Stored items
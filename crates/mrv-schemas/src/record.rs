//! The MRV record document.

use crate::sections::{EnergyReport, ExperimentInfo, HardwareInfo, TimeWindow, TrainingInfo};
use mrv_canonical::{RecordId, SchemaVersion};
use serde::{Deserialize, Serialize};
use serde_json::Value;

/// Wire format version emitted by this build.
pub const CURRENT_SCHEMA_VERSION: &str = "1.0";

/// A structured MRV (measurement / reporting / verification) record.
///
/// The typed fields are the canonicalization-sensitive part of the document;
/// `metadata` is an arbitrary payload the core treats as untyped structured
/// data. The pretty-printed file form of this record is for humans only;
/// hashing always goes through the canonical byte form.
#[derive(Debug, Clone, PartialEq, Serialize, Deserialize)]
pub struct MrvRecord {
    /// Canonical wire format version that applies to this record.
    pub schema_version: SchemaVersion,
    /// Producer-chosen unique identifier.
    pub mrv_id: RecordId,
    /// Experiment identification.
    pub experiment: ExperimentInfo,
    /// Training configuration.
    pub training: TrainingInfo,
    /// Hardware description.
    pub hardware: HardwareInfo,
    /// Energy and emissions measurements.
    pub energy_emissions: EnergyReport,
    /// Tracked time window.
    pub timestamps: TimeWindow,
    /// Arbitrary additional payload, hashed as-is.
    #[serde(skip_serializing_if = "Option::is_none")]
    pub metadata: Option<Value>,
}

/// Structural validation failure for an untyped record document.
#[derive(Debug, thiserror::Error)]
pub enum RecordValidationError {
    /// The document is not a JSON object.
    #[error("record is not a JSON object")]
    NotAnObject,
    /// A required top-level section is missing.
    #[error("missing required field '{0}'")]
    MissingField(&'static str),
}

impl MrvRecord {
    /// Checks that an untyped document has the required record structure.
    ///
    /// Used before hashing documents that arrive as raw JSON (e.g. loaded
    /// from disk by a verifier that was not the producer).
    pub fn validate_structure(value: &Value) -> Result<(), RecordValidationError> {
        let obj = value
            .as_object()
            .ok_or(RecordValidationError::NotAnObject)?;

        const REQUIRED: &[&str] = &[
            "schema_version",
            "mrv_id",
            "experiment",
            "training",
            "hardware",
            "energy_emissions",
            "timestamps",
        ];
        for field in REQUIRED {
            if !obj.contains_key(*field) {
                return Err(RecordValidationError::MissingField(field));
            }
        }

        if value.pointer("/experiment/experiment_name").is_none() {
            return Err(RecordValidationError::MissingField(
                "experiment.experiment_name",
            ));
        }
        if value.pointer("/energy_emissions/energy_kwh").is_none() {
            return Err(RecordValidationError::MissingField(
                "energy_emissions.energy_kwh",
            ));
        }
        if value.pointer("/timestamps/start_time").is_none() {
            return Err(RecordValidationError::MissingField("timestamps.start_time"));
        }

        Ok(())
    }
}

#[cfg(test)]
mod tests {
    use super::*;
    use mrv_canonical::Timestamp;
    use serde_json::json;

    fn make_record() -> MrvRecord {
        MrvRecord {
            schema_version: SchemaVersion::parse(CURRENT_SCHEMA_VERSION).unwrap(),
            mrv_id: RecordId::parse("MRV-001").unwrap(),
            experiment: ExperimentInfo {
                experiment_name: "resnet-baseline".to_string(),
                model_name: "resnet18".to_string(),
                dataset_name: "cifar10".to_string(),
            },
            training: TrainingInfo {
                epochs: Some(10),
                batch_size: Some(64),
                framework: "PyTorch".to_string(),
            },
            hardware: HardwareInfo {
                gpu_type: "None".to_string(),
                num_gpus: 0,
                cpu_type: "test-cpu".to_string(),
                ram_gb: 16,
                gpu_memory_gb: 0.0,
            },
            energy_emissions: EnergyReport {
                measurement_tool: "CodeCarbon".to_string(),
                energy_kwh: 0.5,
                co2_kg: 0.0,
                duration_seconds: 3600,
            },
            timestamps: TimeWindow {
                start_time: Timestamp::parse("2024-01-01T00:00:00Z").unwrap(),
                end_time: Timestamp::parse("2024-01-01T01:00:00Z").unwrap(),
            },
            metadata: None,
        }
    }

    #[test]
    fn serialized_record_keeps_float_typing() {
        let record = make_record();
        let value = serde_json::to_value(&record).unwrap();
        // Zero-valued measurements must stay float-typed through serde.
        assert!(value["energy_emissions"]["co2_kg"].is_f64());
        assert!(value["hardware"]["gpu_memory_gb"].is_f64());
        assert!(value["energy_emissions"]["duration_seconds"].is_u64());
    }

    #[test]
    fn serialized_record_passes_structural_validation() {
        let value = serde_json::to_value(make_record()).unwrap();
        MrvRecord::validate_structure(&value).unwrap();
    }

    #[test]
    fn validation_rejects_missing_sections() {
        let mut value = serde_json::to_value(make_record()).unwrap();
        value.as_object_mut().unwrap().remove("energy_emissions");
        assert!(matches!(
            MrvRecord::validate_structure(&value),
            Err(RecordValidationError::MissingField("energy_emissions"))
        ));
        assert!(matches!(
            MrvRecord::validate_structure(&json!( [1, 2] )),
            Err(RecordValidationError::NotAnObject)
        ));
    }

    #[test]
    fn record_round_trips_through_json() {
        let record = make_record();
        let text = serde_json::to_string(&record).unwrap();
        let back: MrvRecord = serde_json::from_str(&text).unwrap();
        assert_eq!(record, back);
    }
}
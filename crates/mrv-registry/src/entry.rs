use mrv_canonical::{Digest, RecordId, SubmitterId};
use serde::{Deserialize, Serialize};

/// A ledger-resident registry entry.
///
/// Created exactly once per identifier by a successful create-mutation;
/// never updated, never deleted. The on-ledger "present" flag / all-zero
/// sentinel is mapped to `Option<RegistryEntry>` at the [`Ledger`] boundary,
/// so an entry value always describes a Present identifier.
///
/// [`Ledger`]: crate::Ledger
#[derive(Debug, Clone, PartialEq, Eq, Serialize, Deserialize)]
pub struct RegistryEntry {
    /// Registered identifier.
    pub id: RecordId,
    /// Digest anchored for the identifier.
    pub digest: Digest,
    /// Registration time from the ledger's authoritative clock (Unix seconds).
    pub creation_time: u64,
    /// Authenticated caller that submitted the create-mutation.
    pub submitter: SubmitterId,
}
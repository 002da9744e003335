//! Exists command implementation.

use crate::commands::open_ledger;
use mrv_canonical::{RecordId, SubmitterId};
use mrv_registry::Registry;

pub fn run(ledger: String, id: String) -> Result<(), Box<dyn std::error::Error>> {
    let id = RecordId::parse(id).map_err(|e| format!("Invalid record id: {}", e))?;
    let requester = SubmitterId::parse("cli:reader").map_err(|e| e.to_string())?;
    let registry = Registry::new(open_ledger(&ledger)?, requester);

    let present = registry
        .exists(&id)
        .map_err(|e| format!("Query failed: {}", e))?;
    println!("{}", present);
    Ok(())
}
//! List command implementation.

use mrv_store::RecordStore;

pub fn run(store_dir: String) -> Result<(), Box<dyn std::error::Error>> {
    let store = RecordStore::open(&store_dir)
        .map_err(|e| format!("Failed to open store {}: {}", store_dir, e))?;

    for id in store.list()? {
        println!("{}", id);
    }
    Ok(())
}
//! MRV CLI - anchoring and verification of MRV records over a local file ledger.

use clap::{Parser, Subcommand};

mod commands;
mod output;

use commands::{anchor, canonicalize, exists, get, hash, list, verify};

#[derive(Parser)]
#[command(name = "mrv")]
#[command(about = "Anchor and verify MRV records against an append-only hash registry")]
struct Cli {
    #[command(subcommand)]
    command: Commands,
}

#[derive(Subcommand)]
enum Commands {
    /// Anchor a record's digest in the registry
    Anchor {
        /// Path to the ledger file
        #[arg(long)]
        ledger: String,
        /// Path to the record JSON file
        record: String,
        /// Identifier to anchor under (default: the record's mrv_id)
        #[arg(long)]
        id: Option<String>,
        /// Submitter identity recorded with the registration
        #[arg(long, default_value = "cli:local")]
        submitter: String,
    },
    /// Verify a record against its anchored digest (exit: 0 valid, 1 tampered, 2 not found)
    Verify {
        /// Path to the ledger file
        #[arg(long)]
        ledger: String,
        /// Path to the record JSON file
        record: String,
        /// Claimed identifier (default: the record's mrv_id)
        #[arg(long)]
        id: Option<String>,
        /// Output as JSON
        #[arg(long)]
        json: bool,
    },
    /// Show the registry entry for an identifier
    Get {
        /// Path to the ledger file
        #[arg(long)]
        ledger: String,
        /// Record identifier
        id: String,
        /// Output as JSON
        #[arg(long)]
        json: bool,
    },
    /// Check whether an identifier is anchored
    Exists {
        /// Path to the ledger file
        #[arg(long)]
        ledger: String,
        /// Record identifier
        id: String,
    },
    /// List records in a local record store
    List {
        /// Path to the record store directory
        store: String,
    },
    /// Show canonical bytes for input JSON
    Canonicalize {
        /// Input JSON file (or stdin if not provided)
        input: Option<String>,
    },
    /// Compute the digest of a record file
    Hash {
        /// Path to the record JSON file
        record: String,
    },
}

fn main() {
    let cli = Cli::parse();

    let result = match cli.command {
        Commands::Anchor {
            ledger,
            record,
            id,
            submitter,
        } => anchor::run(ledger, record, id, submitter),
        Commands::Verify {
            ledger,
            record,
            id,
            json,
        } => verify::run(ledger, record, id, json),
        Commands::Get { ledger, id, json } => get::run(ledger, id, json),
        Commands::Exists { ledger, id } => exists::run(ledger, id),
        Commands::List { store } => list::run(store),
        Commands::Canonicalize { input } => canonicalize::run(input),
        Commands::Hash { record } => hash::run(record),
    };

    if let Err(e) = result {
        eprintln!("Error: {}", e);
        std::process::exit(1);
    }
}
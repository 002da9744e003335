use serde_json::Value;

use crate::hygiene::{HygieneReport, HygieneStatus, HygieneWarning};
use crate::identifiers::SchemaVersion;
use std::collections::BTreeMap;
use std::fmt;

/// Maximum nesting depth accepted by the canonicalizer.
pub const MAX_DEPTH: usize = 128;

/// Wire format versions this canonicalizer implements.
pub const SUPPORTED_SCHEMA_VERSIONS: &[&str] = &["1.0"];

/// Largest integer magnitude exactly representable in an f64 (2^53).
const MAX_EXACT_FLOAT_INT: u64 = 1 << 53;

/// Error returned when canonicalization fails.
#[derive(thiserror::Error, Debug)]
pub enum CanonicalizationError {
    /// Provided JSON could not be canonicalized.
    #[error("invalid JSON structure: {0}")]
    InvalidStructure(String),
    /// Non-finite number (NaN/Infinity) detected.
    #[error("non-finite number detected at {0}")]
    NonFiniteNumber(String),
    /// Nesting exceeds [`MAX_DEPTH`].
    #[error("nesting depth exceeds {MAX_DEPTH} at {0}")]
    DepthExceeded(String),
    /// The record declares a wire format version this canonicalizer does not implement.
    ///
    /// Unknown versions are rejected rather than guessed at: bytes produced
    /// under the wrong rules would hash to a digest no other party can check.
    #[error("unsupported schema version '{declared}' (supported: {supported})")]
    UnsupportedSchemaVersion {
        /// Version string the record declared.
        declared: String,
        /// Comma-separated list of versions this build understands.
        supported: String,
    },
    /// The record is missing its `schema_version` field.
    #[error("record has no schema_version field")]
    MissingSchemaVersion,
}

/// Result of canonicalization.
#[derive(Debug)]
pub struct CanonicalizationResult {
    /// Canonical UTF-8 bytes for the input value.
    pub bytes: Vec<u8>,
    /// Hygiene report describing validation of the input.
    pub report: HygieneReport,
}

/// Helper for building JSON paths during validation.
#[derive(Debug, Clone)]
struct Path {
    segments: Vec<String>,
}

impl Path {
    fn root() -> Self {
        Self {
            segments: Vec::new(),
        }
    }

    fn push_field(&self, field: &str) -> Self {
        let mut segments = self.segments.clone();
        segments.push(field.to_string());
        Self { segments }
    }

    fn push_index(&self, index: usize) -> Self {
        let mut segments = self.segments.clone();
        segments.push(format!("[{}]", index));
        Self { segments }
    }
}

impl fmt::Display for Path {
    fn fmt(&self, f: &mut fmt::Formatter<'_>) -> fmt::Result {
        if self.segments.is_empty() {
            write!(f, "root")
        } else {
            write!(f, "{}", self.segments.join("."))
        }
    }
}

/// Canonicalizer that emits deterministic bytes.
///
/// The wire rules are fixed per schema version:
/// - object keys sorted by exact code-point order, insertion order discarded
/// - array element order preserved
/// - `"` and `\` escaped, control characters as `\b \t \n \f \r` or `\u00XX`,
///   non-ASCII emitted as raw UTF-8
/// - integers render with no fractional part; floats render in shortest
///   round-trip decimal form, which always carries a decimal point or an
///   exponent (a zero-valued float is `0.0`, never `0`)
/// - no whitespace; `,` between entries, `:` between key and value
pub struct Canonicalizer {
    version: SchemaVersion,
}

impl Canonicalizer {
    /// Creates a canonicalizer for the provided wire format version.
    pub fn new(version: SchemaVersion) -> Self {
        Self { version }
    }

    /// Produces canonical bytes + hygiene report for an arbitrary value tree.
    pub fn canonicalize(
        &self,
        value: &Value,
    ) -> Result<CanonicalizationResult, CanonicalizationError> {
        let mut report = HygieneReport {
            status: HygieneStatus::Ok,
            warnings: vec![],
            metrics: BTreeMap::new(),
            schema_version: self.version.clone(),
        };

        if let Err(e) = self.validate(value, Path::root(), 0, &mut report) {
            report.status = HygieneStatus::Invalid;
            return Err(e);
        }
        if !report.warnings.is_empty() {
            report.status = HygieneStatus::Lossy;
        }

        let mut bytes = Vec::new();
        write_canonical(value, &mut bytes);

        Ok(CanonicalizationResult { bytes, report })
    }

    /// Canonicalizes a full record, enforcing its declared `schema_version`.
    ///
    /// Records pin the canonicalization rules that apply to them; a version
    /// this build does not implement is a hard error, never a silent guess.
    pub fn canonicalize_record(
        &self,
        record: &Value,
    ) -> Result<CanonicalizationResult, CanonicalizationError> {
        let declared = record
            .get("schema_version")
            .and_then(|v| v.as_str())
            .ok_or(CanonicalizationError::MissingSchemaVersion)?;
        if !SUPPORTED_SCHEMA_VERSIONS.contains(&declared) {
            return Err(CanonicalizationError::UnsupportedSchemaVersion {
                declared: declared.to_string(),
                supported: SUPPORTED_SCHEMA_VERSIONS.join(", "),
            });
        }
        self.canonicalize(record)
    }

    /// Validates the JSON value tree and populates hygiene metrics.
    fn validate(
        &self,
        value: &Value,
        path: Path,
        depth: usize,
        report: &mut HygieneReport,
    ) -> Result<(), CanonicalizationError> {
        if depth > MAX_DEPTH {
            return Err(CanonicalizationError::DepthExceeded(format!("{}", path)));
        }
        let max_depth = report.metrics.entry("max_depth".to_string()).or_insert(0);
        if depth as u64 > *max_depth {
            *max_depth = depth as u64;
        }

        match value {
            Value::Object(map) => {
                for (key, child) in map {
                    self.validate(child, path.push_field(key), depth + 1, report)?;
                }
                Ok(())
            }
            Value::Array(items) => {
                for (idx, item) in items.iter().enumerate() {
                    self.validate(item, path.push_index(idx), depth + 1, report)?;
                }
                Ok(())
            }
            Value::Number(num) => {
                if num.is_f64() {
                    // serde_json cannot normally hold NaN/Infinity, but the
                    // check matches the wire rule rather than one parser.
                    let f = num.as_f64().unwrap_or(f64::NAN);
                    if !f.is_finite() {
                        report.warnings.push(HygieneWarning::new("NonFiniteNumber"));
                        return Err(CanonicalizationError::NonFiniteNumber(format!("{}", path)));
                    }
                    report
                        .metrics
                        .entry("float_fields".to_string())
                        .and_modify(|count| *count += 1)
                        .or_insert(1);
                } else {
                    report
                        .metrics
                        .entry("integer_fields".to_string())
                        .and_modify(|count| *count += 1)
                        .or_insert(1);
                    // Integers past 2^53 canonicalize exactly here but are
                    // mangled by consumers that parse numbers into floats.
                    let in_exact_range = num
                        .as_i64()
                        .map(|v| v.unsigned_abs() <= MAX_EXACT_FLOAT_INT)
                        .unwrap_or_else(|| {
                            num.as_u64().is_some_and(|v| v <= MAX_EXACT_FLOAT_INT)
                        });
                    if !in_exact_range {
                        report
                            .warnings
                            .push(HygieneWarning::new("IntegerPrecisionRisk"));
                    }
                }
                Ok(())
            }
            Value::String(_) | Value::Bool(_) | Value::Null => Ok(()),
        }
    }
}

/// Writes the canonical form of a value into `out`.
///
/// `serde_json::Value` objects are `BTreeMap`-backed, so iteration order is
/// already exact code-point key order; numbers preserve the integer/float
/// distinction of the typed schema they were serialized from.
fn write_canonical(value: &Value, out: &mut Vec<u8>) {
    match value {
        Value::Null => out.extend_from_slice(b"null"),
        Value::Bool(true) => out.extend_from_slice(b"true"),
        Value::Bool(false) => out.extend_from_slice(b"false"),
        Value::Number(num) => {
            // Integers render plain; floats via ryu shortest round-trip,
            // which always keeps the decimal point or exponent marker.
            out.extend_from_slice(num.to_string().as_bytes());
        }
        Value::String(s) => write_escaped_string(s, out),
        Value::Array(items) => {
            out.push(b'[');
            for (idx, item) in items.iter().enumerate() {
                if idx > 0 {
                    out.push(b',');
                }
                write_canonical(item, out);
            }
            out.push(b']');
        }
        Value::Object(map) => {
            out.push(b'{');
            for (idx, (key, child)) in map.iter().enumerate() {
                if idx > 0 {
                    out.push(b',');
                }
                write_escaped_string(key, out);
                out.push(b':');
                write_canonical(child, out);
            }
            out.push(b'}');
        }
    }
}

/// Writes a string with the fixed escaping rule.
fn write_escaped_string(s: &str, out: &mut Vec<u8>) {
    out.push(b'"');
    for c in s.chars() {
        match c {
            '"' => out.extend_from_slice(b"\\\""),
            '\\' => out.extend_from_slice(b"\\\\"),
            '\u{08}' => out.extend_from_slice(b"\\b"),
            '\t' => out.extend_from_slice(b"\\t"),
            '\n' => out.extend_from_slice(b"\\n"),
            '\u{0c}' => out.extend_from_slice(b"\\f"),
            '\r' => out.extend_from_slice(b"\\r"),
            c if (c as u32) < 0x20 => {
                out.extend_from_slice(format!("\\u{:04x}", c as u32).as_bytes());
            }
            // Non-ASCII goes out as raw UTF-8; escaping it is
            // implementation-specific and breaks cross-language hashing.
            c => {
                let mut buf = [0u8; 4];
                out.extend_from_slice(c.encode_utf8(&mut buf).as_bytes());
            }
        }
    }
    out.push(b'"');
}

Task statement -> What is the number of lines in the data that hold the word "child"? Reply with that number and nothing else.

Task solution -> 4